→ Exercise goal
Your job is to report every line of the entries that has "FromStr".

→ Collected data
════════════════

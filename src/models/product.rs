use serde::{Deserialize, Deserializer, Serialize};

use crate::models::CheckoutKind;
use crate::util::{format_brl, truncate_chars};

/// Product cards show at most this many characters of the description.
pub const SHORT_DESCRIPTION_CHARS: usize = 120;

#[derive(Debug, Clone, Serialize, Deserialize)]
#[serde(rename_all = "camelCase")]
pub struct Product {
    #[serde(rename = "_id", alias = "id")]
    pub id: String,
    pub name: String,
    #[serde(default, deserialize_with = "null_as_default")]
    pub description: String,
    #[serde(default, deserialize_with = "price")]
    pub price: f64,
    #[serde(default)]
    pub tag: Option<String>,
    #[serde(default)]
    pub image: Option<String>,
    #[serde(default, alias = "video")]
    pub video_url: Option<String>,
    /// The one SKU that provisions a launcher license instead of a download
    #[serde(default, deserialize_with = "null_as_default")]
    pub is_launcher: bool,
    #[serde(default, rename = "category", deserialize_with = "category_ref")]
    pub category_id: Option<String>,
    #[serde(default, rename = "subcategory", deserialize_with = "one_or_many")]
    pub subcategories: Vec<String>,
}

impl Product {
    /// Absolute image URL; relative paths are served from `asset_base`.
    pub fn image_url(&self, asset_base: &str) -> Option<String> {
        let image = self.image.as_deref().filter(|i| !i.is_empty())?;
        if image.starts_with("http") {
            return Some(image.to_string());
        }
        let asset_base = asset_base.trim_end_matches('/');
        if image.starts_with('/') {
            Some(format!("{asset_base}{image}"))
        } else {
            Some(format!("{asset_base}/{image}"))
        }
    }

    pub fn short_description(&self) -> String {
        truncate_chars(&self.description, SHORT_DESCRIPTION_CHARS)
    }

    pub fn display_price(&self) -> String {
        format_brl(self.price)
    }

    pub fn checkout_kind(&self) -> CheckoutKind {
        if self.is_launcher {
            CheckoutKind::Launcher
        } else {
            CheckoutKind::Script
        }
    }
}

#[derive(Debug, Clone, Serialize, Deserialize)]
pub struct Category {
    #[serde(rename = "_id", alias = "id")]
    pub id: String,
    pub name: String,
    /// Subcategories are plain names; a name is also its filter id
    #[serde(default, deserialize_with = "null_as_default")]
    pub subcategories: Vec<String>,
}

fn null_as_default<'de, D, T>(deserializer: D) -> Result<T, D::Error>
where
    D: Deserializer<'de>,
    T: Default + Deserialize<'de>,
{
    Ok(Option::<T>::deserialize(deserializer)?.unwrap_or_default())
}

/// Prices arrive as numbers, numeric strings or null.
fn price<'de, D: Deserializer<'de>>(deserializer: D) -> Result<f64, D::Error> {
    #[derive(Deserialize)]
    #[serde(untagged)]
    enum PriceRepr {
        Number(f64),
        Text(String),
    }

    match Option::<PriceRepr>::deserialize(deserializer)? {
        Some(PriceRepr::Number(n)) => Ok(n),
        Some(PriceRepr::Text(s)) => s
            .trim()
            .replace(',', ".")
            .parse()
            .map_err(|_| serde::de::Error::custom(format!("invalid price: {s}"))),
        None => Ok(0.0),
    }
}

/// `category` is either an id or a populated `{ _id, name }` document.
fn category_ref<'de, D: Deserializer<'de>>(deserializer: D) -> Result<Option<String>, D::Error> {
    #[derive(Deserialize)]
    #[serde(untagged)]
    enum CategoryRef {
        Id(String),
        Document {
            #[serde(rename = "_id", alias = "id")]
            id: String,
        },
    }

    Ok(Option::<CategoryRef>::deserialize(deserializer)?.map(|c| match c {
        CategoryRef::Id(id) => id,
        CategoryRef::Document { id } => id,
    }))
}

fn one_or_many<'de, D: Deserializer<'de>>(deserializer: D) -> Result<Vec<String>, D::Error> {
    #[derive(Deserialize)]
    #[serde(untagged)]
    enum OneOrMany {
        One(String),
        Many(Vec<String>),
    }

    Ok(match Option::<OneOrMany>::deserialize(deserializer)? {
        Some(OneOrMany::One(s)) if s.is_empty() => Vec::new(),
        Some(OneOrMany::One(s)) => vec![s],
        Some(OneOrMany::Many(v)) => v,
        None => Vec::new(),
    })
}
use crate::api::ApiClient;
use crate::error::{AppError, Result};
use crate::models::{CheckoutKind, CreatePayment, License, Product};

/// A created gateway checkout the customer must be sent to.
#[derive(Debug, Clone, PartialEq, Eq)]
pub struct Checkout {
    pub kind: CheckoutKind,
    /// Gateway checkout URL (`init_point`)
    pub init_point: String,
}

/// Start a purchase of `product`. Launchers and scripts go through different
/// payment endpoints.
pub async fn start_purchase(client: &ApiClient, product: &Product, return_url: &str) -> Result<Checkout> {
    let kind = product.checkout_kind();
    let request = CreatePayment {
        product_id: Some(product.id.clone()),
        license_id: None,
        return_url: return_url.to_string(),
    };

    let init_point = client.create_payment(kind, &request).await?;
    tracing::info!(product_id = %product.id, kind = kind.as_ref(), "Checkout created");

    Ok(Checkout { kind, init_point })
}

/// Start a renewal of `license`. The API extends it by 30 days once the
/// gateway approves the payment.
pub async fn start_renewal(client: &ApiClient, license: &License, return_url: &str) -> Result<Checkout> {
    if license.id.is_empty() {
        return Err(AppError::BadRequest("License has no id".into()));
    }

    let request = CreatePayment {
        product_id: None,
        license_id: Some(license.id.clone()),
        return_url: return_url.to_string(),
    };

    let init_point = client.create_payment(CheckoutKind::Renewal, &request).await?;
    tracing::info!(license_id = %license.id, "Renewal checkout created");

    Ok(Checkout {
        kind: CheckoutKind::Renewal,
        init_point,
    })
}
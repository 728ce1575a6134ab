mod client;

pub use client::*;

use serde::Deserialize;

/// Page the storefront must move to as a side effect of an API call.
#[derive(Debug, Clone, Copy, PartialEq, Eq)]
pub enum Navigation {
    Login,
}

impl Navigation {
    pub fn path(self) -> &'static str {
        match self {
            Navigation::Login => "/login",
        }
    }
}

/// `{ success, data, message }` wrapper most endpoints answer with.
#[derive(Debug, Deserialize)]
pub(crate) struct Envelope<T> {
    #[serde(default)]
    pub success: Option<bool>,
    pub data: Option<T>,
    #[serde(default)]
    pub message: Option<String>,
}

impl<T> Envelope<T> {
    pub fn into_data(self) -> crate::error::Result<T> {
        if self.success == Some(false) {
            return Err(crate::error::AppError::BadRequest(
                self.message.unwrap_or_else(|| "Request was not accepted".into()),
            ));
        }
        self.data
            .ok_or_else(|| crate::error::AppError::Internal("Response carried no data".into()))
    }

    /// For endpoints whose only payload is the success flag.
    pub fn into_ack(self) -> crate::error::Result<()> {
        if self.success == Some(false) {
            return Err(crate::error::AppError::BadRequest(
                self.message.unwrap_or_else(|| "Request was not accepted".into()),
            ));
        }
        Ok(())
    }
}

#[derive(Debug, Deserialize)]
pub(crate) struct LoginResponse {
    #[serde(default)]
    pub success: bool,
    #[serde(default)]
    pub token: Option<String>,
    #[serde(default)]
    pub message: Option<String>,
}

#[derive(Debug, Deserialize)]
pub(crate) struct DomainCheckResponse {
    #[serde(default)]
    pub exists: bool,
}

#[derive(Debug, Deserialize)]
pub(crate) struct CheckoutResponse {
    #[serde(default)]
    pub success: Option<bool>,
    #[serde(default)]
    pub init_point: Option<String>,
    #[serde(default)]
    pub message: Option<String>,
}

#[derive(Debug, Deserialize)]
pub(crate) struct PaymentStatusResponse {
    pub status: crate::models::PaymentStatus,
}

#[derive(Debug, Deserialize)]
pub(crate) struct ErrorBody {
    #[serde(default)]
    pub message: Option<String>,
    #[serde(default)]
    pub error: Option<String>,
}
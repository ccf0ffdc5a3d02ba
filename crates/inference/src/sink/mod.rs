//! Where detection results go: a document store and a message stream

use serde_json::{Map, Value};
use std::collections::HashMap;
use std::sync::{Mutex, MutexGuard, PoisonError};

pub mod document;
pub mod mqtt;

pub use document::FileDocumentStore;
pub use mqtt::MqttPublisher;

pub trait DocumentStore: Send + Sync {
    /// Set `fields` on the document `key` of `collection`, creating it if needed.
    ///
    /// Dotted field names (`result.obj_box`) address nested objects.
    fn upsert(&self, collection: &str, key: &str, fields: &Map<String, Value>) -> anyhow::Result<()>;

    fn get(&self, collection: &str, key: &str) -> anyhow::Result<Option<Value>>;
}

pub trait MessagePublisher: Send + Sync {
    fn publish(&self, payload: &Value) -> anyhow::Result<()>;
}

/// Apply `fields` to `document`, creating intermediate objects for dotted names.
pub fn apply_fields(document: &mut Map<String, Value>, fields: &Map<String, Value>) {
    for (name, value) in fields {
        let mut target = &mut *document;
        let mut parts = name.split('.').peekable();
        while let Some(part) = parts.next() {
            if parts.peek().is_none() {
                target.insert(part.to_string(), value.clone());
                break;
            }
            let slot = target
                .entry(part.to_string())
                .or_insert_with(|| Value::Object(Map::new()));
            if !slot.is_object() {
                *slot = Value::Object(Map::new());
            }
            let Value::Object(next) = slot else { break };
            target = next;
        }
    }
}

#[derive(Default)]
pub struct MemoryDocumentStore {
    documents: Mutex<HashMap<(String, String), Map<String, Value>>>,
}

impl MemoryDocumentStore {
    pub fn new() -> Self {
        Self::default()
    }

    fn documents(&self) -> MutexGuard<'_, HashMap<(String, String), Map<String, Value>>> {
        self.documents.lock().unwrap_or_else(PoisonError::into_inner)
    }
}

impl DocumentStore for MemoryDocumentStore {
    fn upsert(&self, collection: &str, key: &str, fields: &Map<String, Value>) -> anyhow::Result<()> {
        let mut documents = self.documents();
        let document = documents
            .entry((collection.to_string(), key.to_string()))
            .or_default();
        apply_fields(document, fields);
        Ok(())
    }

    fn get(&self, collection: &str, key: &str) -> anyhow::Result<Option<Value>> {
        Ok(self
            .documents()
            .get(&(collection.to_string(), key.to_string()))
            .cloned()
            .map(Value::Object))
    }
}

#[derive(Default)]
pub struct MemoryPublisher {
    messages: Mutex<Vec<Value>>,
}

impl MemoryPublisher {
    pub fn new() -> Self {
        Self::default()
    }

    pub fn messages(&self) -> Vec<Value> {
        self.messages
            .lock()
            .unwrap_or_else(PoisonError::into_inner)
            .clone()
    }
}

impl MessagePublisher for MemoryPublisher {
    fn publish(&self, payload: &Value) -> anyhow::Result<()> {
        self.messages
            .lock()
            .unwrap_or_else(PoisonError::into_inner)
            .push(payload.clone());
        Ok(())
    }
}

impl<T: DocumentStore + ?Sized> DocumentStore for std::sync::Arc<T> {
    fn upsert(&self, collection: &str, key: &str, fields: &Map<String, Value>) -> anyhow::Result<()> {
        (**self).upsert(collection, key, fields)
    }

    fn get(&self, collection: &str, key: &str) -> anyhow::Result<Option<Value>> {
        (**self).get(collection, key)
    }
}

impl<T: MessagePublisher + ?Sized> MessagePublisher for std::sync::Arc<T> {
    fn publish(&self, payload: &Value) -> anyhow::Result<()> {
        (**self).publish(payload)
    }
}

════════════════

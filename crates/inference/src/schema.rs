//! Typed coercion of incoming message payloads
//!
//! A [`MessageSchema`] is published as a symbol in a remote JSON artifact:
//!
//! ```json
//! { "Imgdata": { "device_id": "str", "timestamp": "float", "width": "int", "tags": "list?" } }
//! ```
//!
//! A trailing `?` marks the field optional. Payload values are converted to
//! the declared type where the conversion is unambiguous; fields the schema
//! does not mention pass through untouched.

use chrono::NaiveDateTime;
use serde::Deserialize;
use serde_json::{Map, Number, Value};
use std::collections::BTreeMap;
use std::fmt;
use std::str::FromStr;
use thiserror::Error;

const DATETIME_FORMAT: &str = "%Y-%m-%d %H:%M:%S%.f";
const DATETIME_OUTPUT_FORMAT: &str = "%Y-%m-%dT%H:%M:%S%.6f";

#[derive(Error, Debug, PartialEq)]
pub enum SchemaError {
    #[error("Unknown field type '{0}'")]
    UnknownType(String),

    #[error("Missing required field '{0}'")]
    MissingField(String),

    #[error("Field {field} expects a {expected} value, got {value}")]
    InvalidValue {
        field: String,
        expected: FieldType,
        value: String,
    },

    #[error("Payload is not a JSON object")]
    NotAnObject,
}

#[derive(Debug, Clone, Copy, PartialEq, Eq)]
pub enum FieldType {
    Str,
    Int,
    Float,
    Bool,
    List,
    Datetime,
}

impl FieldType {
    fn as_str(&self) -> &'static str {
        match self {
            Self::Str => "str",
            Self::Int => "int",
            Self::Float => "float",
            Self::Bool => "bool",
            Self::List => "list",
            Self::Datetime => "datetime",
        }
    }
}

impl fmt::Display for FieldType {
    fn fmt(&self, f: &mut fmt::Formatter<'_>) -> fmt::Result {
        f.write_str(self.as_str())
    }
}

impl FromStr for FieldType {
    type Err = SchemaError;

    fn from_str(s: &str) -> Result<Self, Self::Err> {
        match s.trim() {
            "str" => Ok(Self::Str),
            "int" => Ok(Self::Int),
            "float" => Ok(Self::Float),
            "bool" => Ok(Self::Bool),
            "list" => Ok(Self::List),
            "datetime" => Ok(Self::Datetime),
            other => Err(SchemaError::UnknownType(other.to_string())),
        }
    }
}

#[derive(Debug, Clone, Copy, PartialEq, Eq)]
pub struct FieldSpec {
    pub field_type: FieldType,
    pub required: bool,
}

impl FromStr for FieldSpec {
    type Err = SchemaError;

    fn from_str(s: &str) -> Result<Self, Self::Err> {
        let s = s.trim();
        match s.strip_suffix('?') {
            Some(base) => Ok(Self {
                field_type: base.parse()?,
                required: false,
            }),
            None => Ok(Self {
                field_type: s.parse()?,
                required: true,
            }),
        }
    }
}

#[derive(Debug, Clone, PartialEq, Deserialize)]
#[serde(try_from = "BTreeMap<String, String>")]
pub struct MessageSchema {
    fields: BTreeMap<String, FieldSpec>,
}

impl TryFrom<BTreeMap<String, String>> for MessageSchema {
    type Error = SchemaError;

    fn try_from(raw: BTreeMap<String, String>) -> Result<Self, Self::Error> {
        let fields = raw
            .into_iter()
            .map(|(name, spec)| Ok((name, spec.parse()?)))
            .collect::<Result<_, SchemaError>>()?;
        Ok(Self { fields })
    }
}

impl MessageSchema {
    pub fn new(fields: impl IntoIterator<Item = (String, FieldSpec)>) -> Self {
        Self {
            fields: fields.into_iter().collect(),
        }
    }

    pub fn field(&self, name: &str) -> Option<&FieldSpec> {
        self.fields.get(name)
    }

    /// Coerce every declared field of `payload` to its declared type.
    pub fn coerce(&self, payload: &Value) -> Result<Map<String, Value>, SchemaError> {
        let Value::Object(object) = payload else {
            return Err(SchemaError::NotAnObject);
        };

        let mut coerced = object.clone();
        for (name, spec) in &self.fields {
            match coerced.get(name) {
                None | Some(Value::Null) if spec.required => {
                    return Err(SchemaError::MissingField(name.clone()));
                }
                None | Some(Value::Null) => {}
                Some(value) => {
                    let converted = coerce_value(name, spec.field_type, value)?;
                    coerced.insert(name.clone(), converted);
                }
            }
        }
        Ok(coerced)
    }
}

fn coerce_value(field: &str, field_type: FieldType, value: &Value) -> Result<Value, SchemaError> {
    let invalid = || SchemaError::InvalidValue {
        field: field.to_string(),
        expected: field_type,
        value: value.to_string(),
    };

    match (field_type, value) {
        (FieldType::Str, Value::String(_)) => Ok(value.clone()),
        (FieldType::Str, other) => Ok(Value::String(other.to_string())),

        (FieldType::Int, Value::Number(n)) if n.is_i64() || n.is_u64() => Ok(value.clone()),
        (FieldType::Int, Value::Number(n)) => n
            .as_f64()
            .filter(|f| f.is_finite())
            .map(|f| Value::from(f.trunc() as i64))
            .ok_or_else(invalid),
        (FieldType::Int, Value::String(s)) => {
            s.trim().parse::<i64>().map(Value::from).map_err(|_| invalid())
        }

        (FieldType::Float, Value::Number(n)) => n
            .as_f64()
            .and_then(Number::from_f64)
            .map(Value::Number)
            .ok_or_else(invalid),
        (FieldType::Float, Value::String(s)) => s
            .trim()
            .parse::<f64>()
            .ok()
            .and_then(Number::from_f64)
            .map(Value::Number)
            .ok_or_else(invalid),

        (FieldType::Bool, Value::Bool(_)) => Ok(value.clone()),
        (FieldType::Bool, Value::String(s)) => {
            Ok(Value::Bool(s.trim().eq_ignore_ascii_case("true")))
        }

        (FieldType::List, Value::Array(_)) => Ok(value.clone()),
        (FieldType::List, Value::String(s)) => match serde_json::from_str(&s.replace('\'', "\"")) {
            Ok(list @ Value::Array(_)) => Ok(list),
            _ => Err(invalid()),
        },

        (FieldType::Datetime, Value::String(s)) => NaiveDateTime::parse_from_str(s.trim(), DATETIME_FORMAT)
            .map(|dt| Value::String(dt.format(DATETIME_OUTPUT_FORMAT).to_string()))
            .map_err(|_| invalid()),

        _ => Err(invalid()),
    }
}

════════════════

→ Task solution
use std::str::FromStr;
impl FromStr for FieldType {
impl FromStr for FieldSpec {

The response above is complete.